1. This is an appeal from the order of the Senior Subordinate Judge, Gurdaspur, granting a decree in accordance 'with the award of the Arbitrator for Rs. 582.75 nP. out of the aggregate claim laid by the appellant for a sum of Rs. 14,732.75 nP., against the respondent Committee.
2. The claim of Swaran Singh appellant was made in pursuance of a contract made by him with the respondent Municipal Committee, Pathankot, for the construction at sewage works. The Superintending Engineer, II Public Health Circle Patiala, was appointed an Arbitrator under an agreement of the parties. The reference to arbitration was made on 24th of November, 1959, and the award, which was sought to be made a rule of the Court was made on 5th of July, 1960.
3. The Arbitrator accepted the claim of the appellant only for a sum of Rs. 582.75 nP. Aggrieved by the order of the Senior Subordinate Judge, passing a decree in accordance with the award, the contractor has come to this Court in appeal.

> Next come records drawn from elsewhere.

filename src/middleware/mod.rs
pub mod actor;

pub use actor::ActorContext;
//! MiniJinja filter registration.
//!
//! ```text
//! {{ title | fancy("serif") }}
//! {{ title | fancy({"category": "sans-serif", "family": "Roboto Mono"}) }}
//! {{ title | fancy_style("bold_script") }}
//! {{ bio | plain }}
//! ```

use minijinja::value::ViaDeserialize;
use minijinja::{Environment, Value};

use crate::glyph::{transform_by_category, transform_explicit};
use crate::plain::to_plain;
use crate::resolve::Selector;

/// Registers the `fancy`, `fancy_style` and `plain` filters on `env`.
///
/// `fancy` takes a selector (a string or a `{category, family}` map) and
/// falls back to bold sans-serif. `fancy_style` takes a style id and leaves
/// the value unchanged when the id is unknown.
pub fn register_filters(env: &mut Environment<'_>) {
    env.add_filter(
        "fancy",
        |value: Value, selector: ViaDeserialize<Selector>| -> String {
            transform_by_category(&value_text(&value), &selector)
        },
    );

    env.add_filter("fancy_style", |value: Value, style: String| -> String {
        transform_explicit(&value_text(&value), &style)
    });

    env.add_filter("plain", |value: Value| -> String {
        to_plain(&value_text(&value))
    });
}

/// Text of a filtered value. `none` and undefined render as nothing.
fn value_text(value: &Value) -> String {
    if value.is_none() || value.is_undefined() {
        String::new()
    } else {
        value.to_string()
    }
}
//! Selector input for style resolution.

use serde::{Deserialize, Serialize};

/// A font category with an optional family name, e.g. `serif` / `"Lora"`.
///
/// Categories follow the Google Fonts vocabulary (`serif`, `sans-serif`,
/// `display`, `handwriting`, `monospace`), plus the CSS generic `cursive`
/// and `script`. A missing category deserializes as empty, which only the
/// family rule can match.
#[derive(Debug, Clone, Default, PartialEq, Eq, Serialize, Deserialize)]
pub struct CategoryDescriptor {
    #[serde(default)]
    pub category: String,
    #[serde(default, skip_serializing_if = "Option::is_none")]
    pub family: Option<String>,
}

impl CategoryDescriptor {
    /// Creates a descriptor with no family hint.
    pub fn new(category: impl Into<String>) -> Self {
        Self {
            category: category.into(),
            family: None,
        }
    }

    /// Adds a family hint, returning the updated descriptor for chaining.
    pub fn with_family(mut self, family: impl Into<String>) -> Self {
        self.family = Some(family.into());
        self
    }
}

/// What the caller knows about the wanted style.
///
/// Either a bare token, which may be a canonical style id or a category
/// name, or a full category/family descriptor.
///
/// Deserializes from either a JSON string or an object:
///
/// ```rust
/// use letterform::{CategoryDescriptor, Selector};
///
/// let raw: Selector = serde_json::from_str(r#""fraktur""#).unwrap();
/// assert_eq!(raw, Selector::from("fraktur"));
///
/// let described: Selector =
///     serde_json::from_str(r#"{"category": "sans-serif", "family": "Roboto Mono"}"#).unwrap();
/// assert_eq!(
///     described,
///     Selector::from(CategoryDescriptor::new("sans-serif").with_family("Roboto Mono")),
/// );
/// ```
#[derive(Debug, Clone, PartialEq, Eq, Serialize, Deserialize)]
#[serde(untagged)]
pub enum Selector {
    /// A bare style id or category name.
    Raw(String),
    /// A category with an optional family hint.
    Category(CategoryDescriptor),
}

impl From<&str> for Selector {
    fn from(raw: &str) -> Self {
        Selector::Raw(raw.to_string())
    }
}

impl From<String> for Selector {
    fn from(raw: String) -> Self {
        Selector::Raw(raw)
    }
}

impl From<CategoryDescriptor> for Selector {
    fn from(descriptor: CategoryDescriptor) -> Self {
        Selector::Category(descriptor)
    }
}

4. It is urged by Mr. Daulal Ram Manchanda, the [earned counsel for the appellant, that the arbitrator did not send a notice to the Municipal Committee itself. It appears that the Executive Engineer conducted proceedings before the Arbitrator on behalf of the Municipal Committee which had authorised him so to act on its behalf. The Municipal Committee which might have had a valid objection never made a grievance of if and it appears that even the appellant did not think much of this matter till the stage of arguments. No such point was ever raised before the Senior Subordinate Judge and I have no hesitation at all in rejecting this ground of attack against the award.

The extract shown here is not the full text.